The saviour was an engineer from another team who was very skilled in Hive queries and Hadoop. I got really valuable advices from the external expert.

She suggested me to replace CONCAT with specific date filters. Because the database was partitioned by dates. This was a useful improvement. It was also obvious so I already had tried before she mentioned. The date filters were not the root cause of forever-running query.

It was not that I didn’t ask AI, it was that the answers AI gave didn’t get to the root of this problem. AI suggested me UNION ALL. It eliminated many LEFT JOINs but the CTEs were still there. It may also encounter the same problems, as experts have pointed out.

After some observation on the query. She suggested me to combine CTEs using CASE WHEN. That was the key to solve this mystery.

It worked!

Let’s get a bit into the technical details.

Technical Analysis

The query had nearly 30 Common Table Expressions(CTEs) that had similar structure with only differences on conditions. There were over 30 LEFT JOINs at the end.
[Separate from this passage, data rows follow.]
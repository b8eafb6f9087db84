use std::sync::Arc;

use axum::response::{IntoResponse, Response};
use bytes::Bytes;
use serde::Deserialize;
use serde_json::Value;

use super::common::{
    parse_json_body, relay_completion, response_format, OllamaOptions, UpstreamChatRequest,
    UpstreamMessage,
};
use crate::error::RelayError;
use crate::state::AppState;
use crate::stream::OutputProfile;

#[derive(Debug, Deserialize)]
struct GenerateRequest {
    #[serde(default)]
    model: String,
    #[serde(default)]
    prompt: String,
    #[serde(default)]
    system: Option<String>,
    #[serde(default)]
    stream: Option<bool>,
    #[serde(default)]
    format: Option<Value>,
    #[serde(default)]
    options: Option<OllamaOptions>,
}

impl GenerateRequest {
    /// The prompt (and optional system text) as chat messages.
    fn messages(&self) -> Vec<UpstreamMessage> {
        let mut messages = Vec::with_capacity(2);
        if let Some(system) = self.system.as_deref().filter(|s| !s.trim().is_empty()) {
            messages.push(UpstreamMessage::new("system", system));
        }
        messages.push(UpstreamMessage::new("user", self.prompt.as_str()));
        messages
    }
}

/// `POST /api/generate`
pub async fn handler(state: Arc<AppState>, body: Bytes) -> Response {
    handle(&state, &body)
        .await
        .unwrap_or_else(IntoResponse::into_response)
}

async fn handle(state: &AppState, body: &[u8]) -> Result<Response, RelayError> {
    let request: GenerateRequest = parse_json_body(body)?;
    let messages = request.messages();
    let upstream_request = UpstreamChatRequest {
        model: state.upstream_model(&request.model),
        messages,
        stream: request.stream.unwrap_or(true),
        params: request.options.clone().unwrap_or_default().into(),
        response_format: response_format(request.format.as_ref()),
    };
    tracing::debug!(
        model = %request.model,
        upstream_model = upstream_request.model,
        stream = upstream_request.stream,
        prompt_bytes = request.prompt.len(),
        "generate request"
    );
    if !state.catalog.contains(&request.model) {
        tracing::debug!(model = %request.model, "model not in catalog, forwarding anyway");
    }

    relay_completion(
        state,
        OutputProfile::Completion,
        &request.model,
        &upstream_request,
    )
    .await
}
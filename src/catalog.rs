//! Model names advertised on `/api/tags`.
//!
//! The relay forwards every request to one upstream model, so the catalog is
//! cosmetic: it exists for clients that refuse to talk to an Ollama server
//! with no models installed.

use bytes::Bytes;
use chrono::{DateTime, SecondsFormat, Utc};
use serde::Serialize;

use crate::config::ModelsConfig;
use crate::util::hex_digest_256;

/// Built-in names, always listed first.
pub const DEFAULT_MODELS: &[&str] = &[
    "deepseek-r1:1.5b",
    "deepseek-r1:7b",
    "deepseek-r1:8b",
    "deepseek-r1:14b",
    "qwen2.5:7b-instruct-fp16",
    "llama3.1:8b-instruct-q4_K_M",
    "llama3.3:70b-instruct-fp16",
    "llama3.3:70b-instruct-q8_0",
    "hellord/mxbai-embed-large-v1:f16",
    "all-minilm",
];

#[derive(Debug, Clone, PartialEq, Eq, Serialize)]
pub struct ModelDetails {
    pub parent_model: String,
    pub format: &'static str,
    pub family: String,
    pub families: Vec<String>,
    pub parameter_size: String,
    pub quantization_level: String,
}

#[derive(Serialize)]
struct TagEntry<'a> {
    name: &'a str,
    model: &'a str,
    modified_at: &'a str,
    size: u64,
    digest: String,
    details: ModelDetails,
}

#[derive(Serialize)]
struct TagsBody<'a> {
    models: Vec<TagEntry<'a>>,
}

pub struct ModelCatalog {
    names: Vec<String>,
    tags_body: Bytes,
}

impl ModelCatalog {
    /// Build from the built-in list followed by `extra`, keeping the first
    /// occurrence of each name.
    #[must_use]
    pub fn new<I, S>(extra: I, modified_at: DateTime<Utc>) -> Self
    where
        I: IntoIterator<Item = S>,
        S: Into<String>,
    {
        let mut names: Vec<String> = Vec::with_capacity(DEFAULT_MODELS.len());
        let candidates = DEFAULT_MODELS
            .iter()
            .map(|name| (*name).to_string())
            .chain(extra.into_iter().map(Into::into));
        for name in candidates {
            let name = name.trim().to_string();
            if name.is_empty() || names.contains(&name) {
                continue;
            }
            names.push(name);
        }

        let tags_body = build_tags_body(&names, modified_at);
        Self { names, tags_body }
    }

    /// Built-in names, then `models.names`, then the names file. A missing or
    /// unreadable file is logged and skipped.
    #[must_use]
    pub fn from_config(config: &ModelsConfig) -> Self {
        let mut extra = config.names.clone();
        if let Some(path) = config.file.as_deref() {
            match load_names_file(path) {
                Ok(names) => extra.extend(names),
                Err(err) => {
                    tracing::warn!(path, error = %err, "failed to load model names file");
                }
            }
        }
        Self::new(extra, Utc::now())
    }

    #[must_use]
    pub fn names(&self) -> &[String] {
        &self.names
    }

    #[must_use]
    pub fn contains(&self, name: &str) -> bool {
        self.names.iter().any(|known| known == name)
    }

    /// Serialized `{"models": [...]}` body, built once.
    #[must_use]
    pub fn tags_body(&self) -> Bytes {
        self.tags_body.clone()
    }
}

fn load_names_file(path: &str) -> Result<Vec<String>, String> {
    let contents = std::fs::read_to_string(path).map_err(|err| err.to_string())?;
    serde_json::from_str::<Vec<String>>(&contents).map_err(|err| err.to_string())
}

fn build_tags_body(names: &[String], modified_at: DateTime<Utc>) -> Bytes {
    let modified_at = modified_at.to_rfc3339_opts(SecondsFormat::Millis, true);
    let body = TagsBody {
        models: names
            .iter()
            .map(|name| TagEntry {
                name,
                model: name,
                modified_at: &modified_at,
                size: 0,
                digest: hex_digest_256(name.as_bytes()),
                details: model_details(name),
            })
            .collect(),
    };
    match serde_json::to_vec(&body) {
        Ok(bytes) => Bytes::from(bytes),
        Err(err) => {
            tracing::error!(error = %err, "failed to serialize model catalog");
            Bytes::from_static(b"{\"models\":[]}")
        }
    }
}

/// Derive display details from an Ollama-style name such as
/// `namespace/family-variant:7b-instruct-q4_K_M`.
#[must_use]
pub fn model_details(name: &str) -> ModelDetails {
    let (base, tag) = name.split_once(':').unwrap_or((name, ""));
    let base = base.rsplit('/').next().unwrap_or(base);
    let family = base.split('-').next().unwrap_or(base).to_string();

    let mut parameter_size = String::new();
    let mut quantization_level = String::new();
    for segment in tag.split('-') {
        if parameter_size.is_empty() && is_parameter_size(segment) {
            parameter_size = segment.to_ascii_uppercase();
        } else if quantization_level.is_empty() {
            if let Some(level) = quantization(segment) {
                quantization_level = level;
            }
        }
    }

    ModelDetails {
        parent_model: String::new(),
        format: "gguf",
        families: vec![family.clone()],
        family,
        parameter_size,
        quantization_level,
    }
}

fn is_parameter_size(segment: &str) -> bool {
    let Some(number) = segment
        .strip_suffix(['b', 'B'])
        .or_else(|| segment.strip_suffix(['m', 'M']))
    else {
        return false;
    };
    !number.is_empty()
        && number.bytes().any(|b| b.is_ascii_digit())
        && number.bytes().all(|b| b.is_ascii_digit() || b == b'.')
}

fn quantization(segment: &str) -> Option<String> {
    let lower = segment.to_ascii_lowercase();
    match lower.as_str() {
        "f16" | "fp16" => return Some("F16".to_string()),
        "f32" | "fp32" => return Some("F32".to_string()),
        "bf16" => return Some("BF16".to_string()),
        _ => {}
    }
    let rest = lower.strip_prefix('q')?;
    rest.starts_with(|c: char| c.is_ascii_digit())
        .then(|| segment.to_ascii_uppercase())
}
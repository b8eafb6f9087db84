/// Line reassembly over an arbitrarily chunked upstream byte stream.
///
/// Upstream bodies arrive in transport-sized pieces that split records at
/// any byte, including inside a multi-byte UTF-8 sequence. Bytes are held
/// until a `\n` shows up, so a line is only decoded once it is whole.
use memchr::memchr;
use smallvec::SmallVec;

use super::TranscodeError;

/// Complete lines produced by one [`LineReassembler::feed`] call.
pub type Lines = SmallVec<[String; 4]>;

/// Default bound on a single unterminated line.
pub const DEFAULT_MAX_LINE_BYTES: usize = 1024 * 1024;

const COMPACT_THRESHOLD_BYTES: usize = 8 * 1024;

/// Incremental newline splitter.
///
/// Holds at most one partial line at any point; everything before the last
/// `\n` seen has already been handed out.
pub struct LineReassembler {
    buffer: Vec<u8>,
    read_offset: usize,
    scan_from: usize,
    max_line_bytes: usize,
}

impl LineReassembler {
    #[must_use]
    pub fn new(max_line_bytes: usize) -> Self {
        Self {
            buffer: Vec::new(),
            read_offset: 0,
            scan_from: 0,
            max_line_bytes: max_line_bytes.max(1),
        }
    }

    /// Append a chunk and return every line it completed, in order.
    ///
    /// # Errors
    ///
    /// Returns [`TranscodeError::MalformedStream`] when the pending partial
    /// line grows past the configured bound.
    pub fn feed(&mut self, chunk: &[u8]) -> Result<Lines, TranscodeError> {
        let mut out = Lines::new();
        self.feed_into(chunk, &mut out)?;
        Ok(out)
    }

    /// Append a chunk and push completed lines into a caller-provided buffer.
    ///
    /// Lines completed by this chunk are pushed even when the call fails, so
    /// the caller can still deliver them before aborting.
    ///
    /// # Errors
    ///
    /// Returns [`TranscodeError::MalformedStream`] when the pending partial
    /// line grows past the configured bound.
    pub fn feed_into(&mut self, chunk: &[u8], out: &mut Lines) -> Result<(), TranscodeError> {
        self.buffer.extend_from_slice(chunk);

        let mut line_start = self.read_offset;
        let mut scan = self.scan_from.max(line_start);
        while let Some(rel_pos) = memchr(b'\n', &self.buffer[scan..]) {
            let line_end = scan + rel_pos;
            out.push(decode_line(&self.buffer[line_start..line_end]));
            line_start = line_end + 1;
            scan = line_start;
        }

        self.read_offset = line_start;
        self.scan_from = self.buffer.len();
        self.compact();

        if self.pending_len() > self.max_line_bytes {
            return Err(TranscodeError::MalformedStream {
                limit: self.max_line_bytes,
            });
        }
        Ok(())
    }

    /// Drain the trailing unterminated line, if it holds anything but whitespace.
    pub fn flush(&mut self) -> Option<String> {
        let tail = decode_line(&self.buffer[self.read_offset..]);
        self.buffer.clear();
        self.read_offset = 0;
        self.scan_from = 0;
        if tail.trim().is_empty() {
            None
        } else {
            Some(tail)
        }
    }

    /// Bytes currently held for the partial line.
    #[must_use]
    pub fn pending_len(&self) -> usize {
        self.buffer.len() - self.read_offset
    }

    fn compact(&mut self) {
        if self.read_offset == self.buffer.len() {
            self.buffer.clear();
            self.read_offset = 0;
            self.scan_from = 0;
            return;
        }
        let should_compact = self.read_offset > 0
            && (self.read_offset >= self.buffer.len() / 2
                || self.read_offset >= COMPACT_THRESHOLD_BYTES);
        if should_compact {
            self.buffer.drain(..self.read_offset);
            self.scan_from -= self.read_offset;
            self.read_offset = 0;
        }
    }
}

impl Default for LineReassembler {
    fn default() -> Self {
        Self::new(DEFAULT_MAX_LINE_BYTES)
    }
}

#[inline]
fn decode_line(raw: &[u8]) -> String {
    let raw = raw.strip_suffix(b"\r").unwrap_or(raw);
    String::from_utf8_lossy(raw).into_owned()
}
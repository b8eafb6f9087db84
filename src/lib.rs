pub mod api;
pub mod catalog;
pub mod config;
pub mod error;
pub mod observability;
pub mod routing;
pub mod state;
pub mod stream;
pub mod transport;

mod util;
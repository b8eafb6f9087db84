//! Async driver turning an upstream byte stream into an NDJSON body stream.
use std::convert::Infallible;
use std::fmt::Display;
use std::pin::Pin;

use bytes::Bytes;
use futures_util::{Stream, StreamExt};
use smallvec::SmallVec;

use super::transcoder::{SessionState, TranscodeSession};
use super::TranscodeError;

type UpstreamBody<E> = Pin<Box<dyn Stream<Item = Result<Bytes, E>> + Send>>;

struct PendingRecords {
    records: SmallVec<[Bytes; 8]>,
    head: usize,
}

impl PendingRecords {
    #[inline]
    fn new() -> Self {
        Self {
            records: SmallVec::new(),
            head: 0,
        }
    }

    #[inline]
    fn pop_front(&mut self) -> Option<Bytes> {
        if self.head >= self.records.len() {
            return None;
        }
        let record = std::mem::take(&mut self.records[self.head]);
        self.head += 1;
        if self.head == self.records.len() {
            self.records.clear();
            self.head = 0;
        }
        Some(record)
    }

    #[inline]
    fn extend_from_vec(&mut self, produced: &mut Vec<Bytes>) {
        if produced.is_empty() {
            return;
        }
        self.records.extend(produced.drain(..));
    }
}

struct Driver<E> {
    upstream: Option<UpstreamBody<E>>,
    session: TranscodeSession,
    produced: Vec<Bytes>,
    pending: PendingRecords,
}

impl<E: Display> Driver<E> {
    /// Pull one upstream item and run it through the session.
    async fn advance(&mut self) {
        let Some(upstream) = self.upstream.as_mut() else {
            return;
        };

        match upstream.next().await {
            Some(Ok(chunk)) => {
                if let Err(err) = self.session.push_chunk(&chunk, &mut self.produced) {
                    self.session.fail(&err, &mut self.produced);
                }
            }
            Some(Err(err)) => {
                let err = TranscodeError::Stream(err.to_string());
                self.session.fail(&err, &mut self.produced);
            }
            None => self.session.finish(&mut self.produced),
        }

        if self.session.state() == SessionState::Closed {
            // Dropping the body cancels the upstream request.
            self.upstream = None;
        }
        self.pending.extend_from_vec(&mut self.produced);
    }
}

/// Drive `session` over `upstream`, yielding one newline-terminated record
/// per item as soon as it is produced.
///
/// Upstream chunks are consumed strictly one at a time. A failing upstream
/// ends the stream with an `{"error": ...}` line instead of a terminal
/// record. Dropping the returned stream drops the upstream body and the
/// session with it.
pub fn ndjson_stream<S, E>(
    upstream: S,
    session: TranscodeSession,
) -> impl Stream<Item = Result<Bytes, Infallible>> + Send
where
    S: Stream<Item = Result<Bytes, E>> + Send + 'static,
    E: Display + Send + 'static,
{
    let driver = Driver {
        upstream: Some(Box::pin(upstream) as UpstreamBody<E>),
        session,
        produced: Vec::with_capacity(4),
        pending: PendingRecords::new(),
    };

    futures_util::stream::unfold(driver, |mut driver| async move {
        loop {
            if let Some(record) = driver.pending.pop_front() {
                return Some((Ok(record), driver));
            }
            driver.upstream.as_ref()?;
            driver.advance().await;
        }
    })
}
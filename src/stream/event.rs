//! Upstream line classification.
//!
//! Accepts both SSE-framed (`data: {...}`) and bare JSON lines, in either the
//! OpenAI chat-chunk shape or the Ollama NDJSON shape, without configuration.
use serde::Deserialize;

/// Literal end-of-stream marker used by SSE-framed upstreams.
pub const STREAM_END_SENTINEL: &str = "[DONE]";

/// One complete upstream line, classified.
#[derive(Debug, Clone, PartialEq, Eq)]
pub enum UpstreamEvent {
    ContentDelta {
        text: String,
    },
    /// The upstream signalled completion. `content` carries a fragment sent
    /// on the same line as the finish flag.
    Completion {
        reason: Option<String>,
        usage: UsageStats,
        content: Option<String>,
    },
    Ignorable,
    ParseError {
        raw: String,
    },
}

/// Usage and timing figures an upstream may attach to its final record.
///
/// Every field is optional; absence is normal.
#[derive(Debug, Clone, Default, PartialEq, Eq)]
pub struct UsageStats {
    pub prompt_eval_count: Option<u64>,
    pub eval_count: Option<u64>,
    pub total_duration: Option<u64>,
    pub load_duration: Option<u64>,
    pub prompt_eval_duration: Option<u64>,
    pub eval_duration: Option<u64>,
    pub context: Option<Vec<i64>>,
}

#[derive(Debug, Deserialize)]
struct WireChunk {
    #[serde(default)]
    choices: Option<Vec<WireChoice>>,
    #[serde(default)]
    message: Option<WireMessage>,
    #[serde(default)]
    response: Option<String>,
    #[serde(default)]
    done: Option<bool>,
    #[serde(default)]
    done_reason: Option<String>,
    #[serde(default)]
    usage: Option<WireUsage>,
    #[serde(default)]
    prompt_eval_count: Option<u64>,
    #[serde(default)]
    eval_count: Option<u64>,
    #[serde(default)]
    total_duration: Option<u64>,
    #[serde(default)]
    load_duration: Option<u64>,
    #[serde(default)]
    prompt_eval_duration: Option<u64>,
    #[serde(default)]
    eval_duration: Option<u64>,
    #[serde(default)]
    context: Option<Vec<i64>>,
    #[serde(default)]
    error: Option<serde::de::IgnoredAny>,
}

#[derive(Debug, Deserialize)]
struct WireChoice {
    #[serde(default)]
    delta: Option<WireDelta>,
    #[serde(default)]
    message: Option<WireMessage>,
    #[serde(default)]
    text: Option<String>,
    #[serde(default)]
    finish_reason: Option<String>,
}

#[derive(Debug, Deserialize)]
struct WireDelta {
    #[serde(default)]
    content: Option<String>,
}

#[derive(Debug, Deserialize)]
struct WireMessage {
    #[serde(default)]
    content: Option<String>,
}

#[derive(Debug, Deserialize)]
struct WireUsage {
    #[serde(default)]
    prompt_tokens: Option<u64>,
    #[serde(default)]
    completion_tokens: Option<u64>,
}

/// Classify one complete upstream line.
///
/// Never fails: undecodable payloads come back as
/// [`UpstreamEvent::ParseError`] carrying the original line.
#[must_use]
pub fn parse_line(line: &str) -> UpstreamEvent {
    let Some(payload) = line_payload(line) else {
        return UpstreamEvent::Ignorable;
    };

    match serde_json::from_str::<WireChunk>(payload) {
        Ok(chunk) => classify(chunk, line),
        Err(_) => UpstreamEvent::ParseError {
            raw: line.to_owned(),
        },
    }
}

/// Strip framing and return the JSON payload, or `None` for lines that carry
/// no content event (blank, keep-alive comment, SSE field lines, sentinel).
fn line_payload(line: &str) -> Option<&str> {
    let trimmed = line.trim();
    if trimmed.is_empty() || trimmed.starts_with(':') {
        return None;
    }

    let payload = match trimmed.strip_prefix("data:") {
        Some(rest) => rest.trim(),
        None => {
            if is_sse_field_line(trimmed) {
                return None;
            }
            trimmed
        }
    };

    if payload.is_empty() || payload == STREAM_END_SENTINEL {
        return None;
    }
    Some(payload)
}

#[inline]
fn is_sse_field_line(line: &str) -> bool {
    line.starts_with("event:") || line.starts_with("id:") || line.starts_with("retry:")
}

fn classify(mut chunk: WireChunk, line: &str) -> UpstreamEvent {
    if chunk.error.is_some() {
        return UpstreamEvent::ParseError {
            raw: line.to_owned(),
        };
    }

    let mut first_choice = chunk
        .choices
        .take()
        .and_then(|choices| choices.into_iter().next());

    let finish_reason = first_choice
        .as_mut()
        .and_then(|choice| choice.finish_reason.take());
    let fragment = first_choice
        .and_then(|choice| {
            choice
                .delta
                .and_then(|delta| delta.content)
                .or_else(|| choice.message.and_then(|message| message.content))
                .or(choice.text)
        })
        .or_else(|| chunk.message.take().and_then(|message| message.content))
        .or_else(|| chunk.response.take())
        .filter(|text| !text.is_empty());

    let completed = finish_reason.is_some() || chunk.done == Some(true);
    if completed {
        let reason = finish_reason.or_else(|| chunk.done_reason.take());
        return UpstreamEvent::Completion {
            reason,
            usage: usage_stats(chunk),
            content: fragment,
        };
    }

    match fragment {
        Some(text) => UpstreamEvent::ContentDelta { text },
        None => UpstreamEvent::Ignorable,
    }
}

fn usage_stats(chunk: WireChunk) -> UsageStats {
    let usage = chunk.usage;
    UsageStats {
        prompt_eval_count: usage
            .as_ref()
            .and_then(|usage| usage.prompt_tokens)
            .or(chunk.prompt_eval_count),
        eval_count: usage
            .as_ref()
            .and_then(|usage| usage.completion_tokens)
            .or(chunk.eval_count),
        total_duration: chunk.total_duration,
        load_duration: chunk.load_duration,
        prompt_eval_duration: chunk.prompt_eval_duration,
        eval_duration: chunk.eval_duration,
        context: chunk.context,
    }
}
I combined over 20 CTEs into 3 CTEs using CASE WHEN.

For example, the original query looked like this:

WITH t1 AS (
    SELECT id, count(1) as cnt
    FROM a_big_table
    WHERE CONCAT(year, '-', month, '-', day)
        BETWEEN '2025-08-01' AND '2025-08-08'
    AND column_1 = 'value_1'
    GROUP BY id
),

t2 AS (
    SELECT id, count(1) as cnt
    FROM a_big_table
    WHERE CONCAT(year, '-', month, '-', day)
        BETWEEN '2025-08-01' AND '2025-08-08'
    AND column_2 = 'value_2'
    GROUP BY id
)

SELECT id, t1.cnt, t2.cnt
FROM t1
LEFT JOIN t2 ON t1.id = t2.id;

The aggregation made it one query. With the optimization on date filters:

WITH t AS (
    SELECT
        id,
        COUNT(CASE WHEN column_1 = 'value_1' THEN 1 ELSE 0 END) AS cnt1,
        COUNT(CASE WHEN column_2 = 'value_2' THEN 1 ELSE 0 END) AS cnt2
    FROM a_big_table
    WHERE YEAR = '2025'
        AND MONTH = '08'
        AND DAY BETWEEN '01' AND '08'
    GROUP BY id
)
SELECT id, cnt1, cnt2
FROM t;

It decreased the number of scans on a_big_table and the number of LEFT JOINs.

The query finished in 13 minutes.

Prior to this, I had never questioned the performance of queries containing large amounts of CTE and querying large tables. Our infrastructure has always had a notorious reputation, and it was undoubtedly the first thing I would blame for slow queries.

But I was wrong.

I won’t forget combining CTEs using CASE WHEN in my life.